#### Data for processing ####
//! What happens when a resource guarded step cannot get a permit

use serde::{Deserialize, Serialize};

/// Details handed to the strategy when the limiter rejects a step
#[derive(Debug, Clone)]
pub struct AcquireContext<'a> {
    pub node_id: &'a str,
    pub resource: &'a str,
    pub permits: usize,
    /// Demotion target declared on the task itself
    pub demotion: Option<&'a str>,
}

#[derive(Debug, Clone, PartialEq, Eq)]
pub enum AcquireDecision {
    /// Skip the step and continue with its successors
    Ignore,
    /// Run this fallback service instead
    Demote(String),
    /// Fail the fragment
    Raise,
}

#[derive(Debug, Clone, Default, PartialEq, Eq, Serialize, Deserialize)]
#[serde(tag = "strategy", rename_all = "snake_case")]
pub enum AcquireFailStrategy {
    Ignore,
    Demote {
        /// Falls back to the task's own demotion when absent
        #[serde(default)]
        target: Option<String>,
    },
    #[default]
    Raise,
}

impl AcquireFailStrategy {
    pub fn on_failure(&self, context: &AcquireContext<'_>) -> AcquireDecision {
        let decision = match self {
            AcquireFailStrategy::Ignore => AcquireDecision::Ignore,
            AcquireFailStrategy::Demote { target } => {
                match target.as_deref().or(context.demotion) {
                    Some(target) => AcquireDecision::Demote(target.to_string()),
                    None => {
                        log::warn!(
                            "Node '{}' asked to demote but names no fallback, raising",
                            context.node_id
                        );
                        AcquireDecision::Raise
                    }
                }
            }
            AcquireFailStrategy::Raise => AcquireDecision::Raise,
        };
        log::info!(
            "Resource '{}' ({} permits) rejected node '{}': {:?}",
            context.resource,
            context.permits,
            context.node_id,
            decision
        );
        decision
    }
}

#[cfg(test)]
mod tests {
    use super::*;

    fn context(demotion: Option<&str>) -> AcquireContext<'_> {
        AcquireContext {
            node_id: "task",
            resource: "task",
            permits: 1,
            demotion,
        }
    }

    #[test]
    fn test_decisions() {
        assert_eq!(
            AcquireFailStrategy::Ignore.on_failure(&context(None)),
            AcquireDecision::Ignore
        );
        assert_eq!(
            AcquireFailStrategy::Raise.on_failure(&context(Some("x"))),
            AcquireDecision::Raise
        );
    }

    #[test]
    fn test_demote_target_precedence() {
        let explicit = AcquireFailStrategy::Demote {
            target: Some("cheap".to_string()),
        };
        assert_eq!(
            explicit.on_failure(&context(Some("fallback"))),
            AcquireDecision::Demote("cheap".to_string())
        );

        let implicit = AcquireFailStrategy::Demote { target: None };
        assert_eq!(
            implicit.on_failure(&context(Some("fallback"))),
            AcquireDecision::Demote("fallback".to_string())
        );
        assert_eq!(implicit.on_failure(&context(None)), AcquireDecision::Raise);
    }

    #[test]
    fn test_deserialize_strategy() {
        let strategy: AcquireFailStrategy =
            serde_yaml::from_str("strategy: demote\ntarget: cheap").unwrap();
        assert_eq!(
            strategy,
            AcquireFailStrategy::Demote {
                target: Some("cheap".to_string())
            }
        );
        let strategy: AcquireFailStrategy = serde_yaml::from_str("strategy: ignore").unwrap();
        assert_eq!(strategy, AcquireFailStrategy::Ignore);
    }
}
####
* [Exercise directions]: Set down the data once more, word for word.

* [Output for this task]:
//! What happens when a resource guarded step cannot get a permit

use serde::{Deserialize, Serialize};

/// Details handed to the strategy when the limiter rejects a step
#[derive(Debug, Clone)]
pub struct AcquireContext<'a> {
    pub node_id: &'a str,
    pub resource: &'a str,
    pub permits: usize,
    /// Demotion target declared on the task itself
    pub demotion: Option<&'a str>,
}

#[derive(Debug, Clone, PartialEq, Eq)]
pub enum AcquireDecision {
    /// Skip the step and continue with its successors
    Ignore,
    /// Run this fallback service instead
    Demote(String),
    /// Fail the fragment
    Raise,
}

#[derive(Debug, Clone, Default, PartialEq, Eq, Serialize, Deserialize)]
#[serde(tag = "strategy", rename_all = "snake_case")]
pub enum AcquireFailStrategy {
    Ignore,
    Demote {
        /// Falls back to the task's own demotion when absent
        #[serde(default)]
        target: Option<String>,
    },
    #[default]
    Raise,
}

impl AcquireFailStrategy {
    pub fn on_failure(&self, context: &AcquireContext<'_>) -> AcquireDecision {
        let decision = match self {
            AcquireFailStrategy::Ignore => AcquireDecision::Ignore,
            AcquireFailStrategy::Demote { target } => {
                match target.as_deref().or(context.demotion) {
                    Some(target) => AcquireDecision::Demote(target.to_string()),
                    None => {
                        log::warn!(
                            "Node '{}' asked to demote but names no fallback, raising",
                            context.node_id
                        );
                        AcquireDecision::Raise
                    }
                }
            }
            AcquireFailStrategy::Raise => AcquireDecision::Raise,
        };
        log::info!(
            "Resource '{}' ({} permits) rejected node '{}': {:?}",
            context.resource,
            context.permits,
            context.node_id,
            decision
        );
        decision
    }
}

#[cfg(test)]
mod tests {
    use super::*;

    fn context(demotion: Option<&str>) -> AcquireContext<'_> {
        AcquireContext {
            node_id: "task",
            resource: "task",
            permits: 1,
            demotion,
        }
    }

    #[test]
    fn test_decisions() {
        assert_eq!(
            AcquireFailStrategy::Ignore.on_failure(&context(None)),
            AcquireDecision::Ignore
        );
        assert_eq!(
            AcquireFailStrategy::Raise.on_failure(&context(Some("x"))),
            AcquireDecision::Raise
        );
    }

    #[test]
    fn test_demote_target_precedence() {
        let explicit = AcquireFailStrategy::Demote {
            target: Some("cheap".to_string()),
        };
        assert_eq!(
            explicit.on_failure(&context(Some("fallback"))),
            AcquireDecision::Demote("cheap".to_string())
        );

        let implicit = AcquireFailStrategy::Demote { target: None };
        assert_eq!(
            implicit.on_failure(&context(Some("fallback"))),
            AcquireDecision::Demote("fallback".to_string())
        );
        assert_eq!(implicit.on_failure(&context(None)), AcquireDecision::Raise);
    }

    #[test]
    fn test_deserialize_strategy() {
        let strategy: AcquireFailStrategy =
            serde_yaml::from_str("strategy: demote\ntarget: cheap").unwrap();
        assert_eq!(
            strategy,
            AcquireFailStrategy::Demote {
                target: Some("cheap".to_string())
            }
        );
        let strategy: AcquireFailStrategy = serde_yaml::from_str("strategy: ignore").unwrap();
        assert_eq!(strategy, AcquireFailStrategy::Ignore);
    }
}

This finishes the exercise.